6/10
The Petrified Plot
12 February 2023
Phillip Dorn is in the desert making his way to the coast, when he stops at one of those gas station/motel/Indian curio shop/restaurant places that used to dot the west. There's talk on the radio about escaped Nazi POWs, Jean Sullivan wants to get away, Samuel S. Hinds is doing the Old Coot Act..... well, it's THE PETRIFIED FOREST updated a bit. The Warners liked to use successful movie ideas over and over again, rubbing off the serial numbers until the nickel plating wore away. Here it is again.

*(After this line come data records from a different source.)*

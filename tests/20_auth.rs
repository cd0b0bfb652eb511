mod common;

use anyhow::Result;
use reqwest::StatusCode;

#[tokio::test]
async fn protected_routes_require_bearer_token() -> Result<()> {
    if !common::integration_enabled() {
        eprintln!("OPSDESK_IT not set, skipping integration test");
        return Ok(());
    }
    let server = common::ensure_server().await?;
    let client = reqwest::Client::new();

    // No Authorization header
    let resp = client
        .get(format!("{}/api/employees", server.base_url))
        .send()
        .await?;
    assert_eq!(resp.status(), StatusCode::UNAUTHORIZED);
    let body: serde_json::Value = resp.json().await?;
    assert_eq!(body["success"], false);

    // Garbage token
    let resp = client
        .get(format!("{}/api/employees", server.base_url))
        .bearer_auth("not-a-jwt")
        .send()
        .await?;
    assert_eq!(resp.status(), StatusCode::UNAUTHORIZED);
    Ok(())
}

#[tokio::test]
async fn login_rejects_unknown_credentials() -> Result<()> {
    if !common::integration_enabled() {
        eprintln!("OPSDESK_IT not set, skipping integration test");
        return Ok(());
    }
    let server = common::ensure_server().await?;
    let client = reqwest::Client::new();

    let resp = client
        .post(format!("{}/auth/login", server.base_url))
        .json(&serde_json::json!({
            "email": "nobody@example.test",
            "password": "wrong",
        }))
        .send()
        .await?;
    assert_eq!(resp.status(), StatusCode::UNAUTHORIZED);
    Ok(())
}

#[tokio::test]
async fn login_rejects_blank_email() -> Result<()> {
    if !common::integration_enabled() {
        eprintln!("OPSDESK_IT not set, skipping integration test");
        return Ok(());
    }
    let server = common::ensure_server().await?;
    let client = reqwest::Client::new();

    let resp = client
        .post(format!("{}/auth/login", server.base_url))
        .json(&serde_json::json!({ "email": "  ", "password": "whatever" }))
        .send()
        .await?;
    assert_eq!(resp.status(), StatusCode::BAD_REQUEST);
    let body: serde_json::Value = resp.json().await?;
    assert!(body["field_errors"]["email"].is_string());
    Ok(())
}

#[tokio::test]
async fn register_then_login_round_trip() -> Result<()> {
    if !common::integration_enabled() {
        eprintln!("OPSDESK_IT not set, skipping integration test");
        return Ok(());
    }
    let server = common::ensure_server().await?;
    let client = reqwest::Client::new();

    let email = common::unique_email("roundtrip");
    let resp = client
        .post(format!("{}/auth/register", server.base_url))
        .json(&serde_json::json!({
            "company_name": "Roundtrip Co",
            "email": email,
            "password": "correct-horse-battery",
            "first_name": "Rita",
            "last_name": "Tester",
        }))
        .send()
        .await?;
    assert_eq!(resp.status(), StatusCode::CREATED);

    let resp = client
        .post(format!("{}/auth/login", server.base_url))
        .json(&serde_json::json!({ "email": email, "password": "correct-horse-battery" }))
        .send()
        .await?;
    assert_eq!(resp.status(), StatusCode::OK);
    let body: serde_json::Value = resp.json().await?;
    let token = body["data"]["token"].as_str().unwrap();
    assert_eq!(body["data"]["user"]["role"], "admin");

    // Token works against a protected route
    let resp = client
        .get(format!("{}/api/auth/whoami", server.base_url))
        .bearer_auth(token)
        .send()
        .await?;
    assert_eq!(resp.status(), StatusCode::OK);
    let body: serde_json::Value = resp.json().await?;
    assert_eq!(body["data"]["email"], email.to_lowercase());
    Ok(())
}

#[tokio::test]
async fn duplicate_registration_conflicts() -> Result<()> {
    if !common::integration_enabled() {
        eprintln!("OPSDESK_IT not set, skipping integration test");
        return Ok(());
    }
    let server = common::ensure_server().await?;
    let client = reqwest::Client::new();

    let email = common::unique_email("dup");
    let payload = serde_json::json!({
        "company_name": "Dup Co",
        "email": email,
        "password": "correct-horse-battery",
        "first_name": "Dee",
        "last_name": "Dup",
    });

    let first = client
        .post(format!("{}/auth/register", server.base_url))
        .json(&payload)
        .send()
        .await?;
    assert_eq!(first.status(), StatusCode::CREATED);

    let second = client
        .post(format!("{}/auth/register", server.base_url))
        .json(&payload)
        .send()
        .await?;
    assert_eq!(second.status(), StatusCode::CONFLICT);
    Ok(())
}
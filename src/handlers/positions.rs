use axum::extract::{Path, Query};
use axum::{Extension, Json};
use chrono::{DateTime, Utc};
use serde::{Deserialize, Serialize};
use serde_json::{json, Value};
use sqlx::FromRow;

use crate::api::pagination::{page_params, pagination_meta};
use crate::database::manager::DatabaseManager;
use crate::database::sql::{fetch_all_as, fetch_count, fetch_optional_as, UpdateBuilder, WhereBuilder};
use crate::error::ApiError;
use crate::handlers::require_field;
use crate::middleware::auth::AuthUser;
use crate::middleware::response::{ApiResponse, ApiResult};

#[derive(Debug, Clone, Serialize, FromRow)]
pub struct Position {
    pub id: i64,
    pub company_id: i64,
    pub title: String,
    pub description: Option<String>,
    pub created_at: DateTime<Utc>,
    pub updated_at: DateTime<Utc>,
}

const COLUMNS: &str = "id, company_id, title, description, created_at, updated_at";

#[derive(Debug, Deserialize)]
pub struct ListQuery {
    pub page: Option<i64>,
    pub per_page: Option<i64>,
    pub search: Option<String>,
}

#[derive(Debug, Deserialize)]
pub struct CreatePosition {
    pub title: String,
    pub description: Option<String>,
}

#[derive(Debug, Deserialize)]
pub struct UpdatePosition {
    pub title: Option<String>,
    pub description: Option<String>,
}

/// GET /api/positions
pub async fn list(
    Extension(user): Extension<AuthUser>,
    Query(query): Query<ListQuery>,
) -> ApiResult<Vec<Position>> {
    let pool = DatabaseManager::pool().await?;
    let p = page_params(query.page, query.per_page);

    let mut wb = WhereBuilder::new();
    wb.and("company_id = $?", json!(user.company_id));
    wb.and_raw("is_deleted = FALSE");
    if let Some(search) = query.search.as_deref().filter(|s| !s.trim().is_empty()) {
        wb.and("title ILIKE $?", json!(format!("%{}%", search.trim())));
    }

    let count_sql = format!("SELECT COUNT(*) AS count FROM positions {}", wb.clause());
    let total = fetch_count(&pool, &count_sql, wb.params()).await?;

    let sql = format!(
        "SELECT {} FROM positions {} ORDER BY title ASC LIMIT {} OFFSET {}",
        COLUMNS,
        wb.clause(),
        p.limit(),
        p.offset()
    );
    let rows: Vec<Position> = fetch_all_as(&pool, &sql, wb.params()).await?;

    Ok(ApiResponse::paginated(rows, pagination_meta(&p, total)))
}

/// GET /api/positions/:id
pub async fn get(
    Extension(user): Extension<AuthUser>,
    Path(id): Path<i64>,
) -> ApiResult<Position> {
    let pool = DatabaseManager::pool().await?;
    let sql = format!(
        "SELECT {} FROM positions WHERE id = $1 AND company_id = $2 AND is_deleted = FALSE",
        COLUMNS
    );
    let position = sqlx::query_as::<_, Position>(&sql)
        .bind(id)
        .bind(user.company_id)
        .fetch_optional(&pool)
        .await?
        .ok_or_else(|| ApiError::not_found("Position not found"))?;
    Ok(ApiResponse::success(position))
}

/// POST /api/positions
pub async fn create(
    Extension(user): Extension<AuthUser>,
    Json(payload): Json<CreatePosition>,
) -> ApiResult<Position> {
    let title = require_field("title", &payload.title)?;

    let pool = DatabaseManager::pool().await?;
    let sql = format!(
        "INSERT INTO positions (company_id, title, description) VALUES ($1, $2, $3) RETURNING {}",
        COLUMNS
    );
    let position = sqlx::query_as::<_, Position>(&sql)
        .bind(user.company_id)
        .bind(&title)
        .bind(&payload.description)
        .fetch_one(&pool)
        .await?;

    Ok(ApiResponse::created(position))
}

/// PATCH /api/positions/:id
pub async fn update(
    Extension(user): Extension<AuthUser>,
    Path(id): Path<i64>,
    Json(payload): Json<UpdatePosition>,
) -> ApiResult<Position> {
    let mut ub = UpdateBuilder::new();
    if let Some(title) = payload.title {
        ub.set("title", json!(require_field("title", &title)?));
    }
    if let Some(description) = payload.description {
        ub.set("description", json!(description));
    }
    if ub.is_empty() {
        return Err(ApiError::bad_request("No fields to update"));
    }

    let pool = DatabaseManager::pool().await?;
    let id_ph = ub.param(json!(id));
    let company_ph = ub.param(json!(user.company_id));
    let sql = format!(
        "UPDATE positions SET {} WHERE id = {} AND company_id = {} AND is_deleted = FALSE RETURNING {}",
        ub.set_clause(),
        id_ph,
        company_ph,
        COLUMNS
    );
    let position: Position = fetch_optional_as(&pool, &sql, ub.params())
        .await?
        .ok_or_else(|| ApiError::not_found("Position not found"))?;
    Ok(ApiResponse::success(position))
}

/// DELETE /api/positions/:id - soft delete
pub async fn delete(
    Extension(user): Extension<AuthUser>,
    Path(id): Path<i64>,
) -> ApiResult<Value> {
    let pool = DatabaseManager::pool().await?;
    let result = sqlx::query(
        "UPDATE positions SET is_deleted = TRUE WHERE id = $1 AND company_id = $2 AND is_deleted = FALSE",
    )
    .bind(id)
    .bind(user.company_id)
    .execute(&pool)
    .await?;

    if result.rows_affected() == 0 {
        return Err(ApiError::not_found("Position not found"));
    }
    Ok(ApiResponse::message("Position deleted"))
}
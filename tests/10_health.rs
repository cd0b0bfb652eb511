mod common;

use anyhow::Result;

#[tokio::test]
async fn root_reports_name_and_version() -> Result<()> {
    if !common::integration_enabled() {
        eprintln!("OPSDESK_IT not set, skipping integration test");
        return Ok(());
    }
    let server = common::ensure_server().await?;

    let body: serde_json::Value = reqwest::get(format!("{}/", server.base_url))
        .await?
        .json()
        .await?;

    assert_eq!(body["success"], true);
    assert_eq!(body["data"]["name"], "OpsDesk API");
    assert!(body["data"]["version"].is_string());
    Ok(())
}

#[tokio::test]
async fn health_reports_database_status() -> Result<()> {
    if !common::integration_enabled() {
        eprintln!("OPSDESK_IT not set, skipping integration test");
        return Ok(());
    }
    let server = common::ensure_server().await?;

    let resp = reqwest::get(format!("{}/health", server.base_url)).await?;
    let status = resp.status();
    let body: serde_json::Value = resp.json().await?;

    // Either healthy (200) or degraded (503), but always the envelope shape
    assert!(status == 200 || status == 503, "unexpected status {}", status);
    assert!(body["success"].is_boolean());
    assert!(body["data"]["status"].is_string());
    Ok(())
}

#[tokio::test]
async fn repeated_health_gets_are_idempotent() -> Result<()> {
    if !common::integration_enabled() {
        eprintln!("OPSDESK_IT not set, skipping integration test");
        return Ok(());
    }
    let server = common::ensure_server().await?;

    let first = reqwest::get(format!("{}/health", server.base_url)).await?.status();
    let second = reqwest::get(format!("{}/health", server.base_url)).await?.status();
    assert_eq!(first, second);
    Ok(())
}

And it's certainly good on those terms, even without Leslie Howard, Bette Davis, and Humphrey Bogart. Dorn is a fine actor, Jean Sullivan is winsome in the Bette Davis role, albeit reduced to the shrinking girl while Dantine beats up on Hinds, and Dantine plays the Nazty Nazi. There's a rousing action finish, and Western democracy is saved again for the time being. Director Edward Blatt does a good job, or perhaps it's the well-oiled Warners machine. It probably played a week or even two, but it was another rah-rah movie, and the distribution guys knew they had to shove them out the door immediately, because the War would be done in three weeks in Europe, and then people wouldn't want it.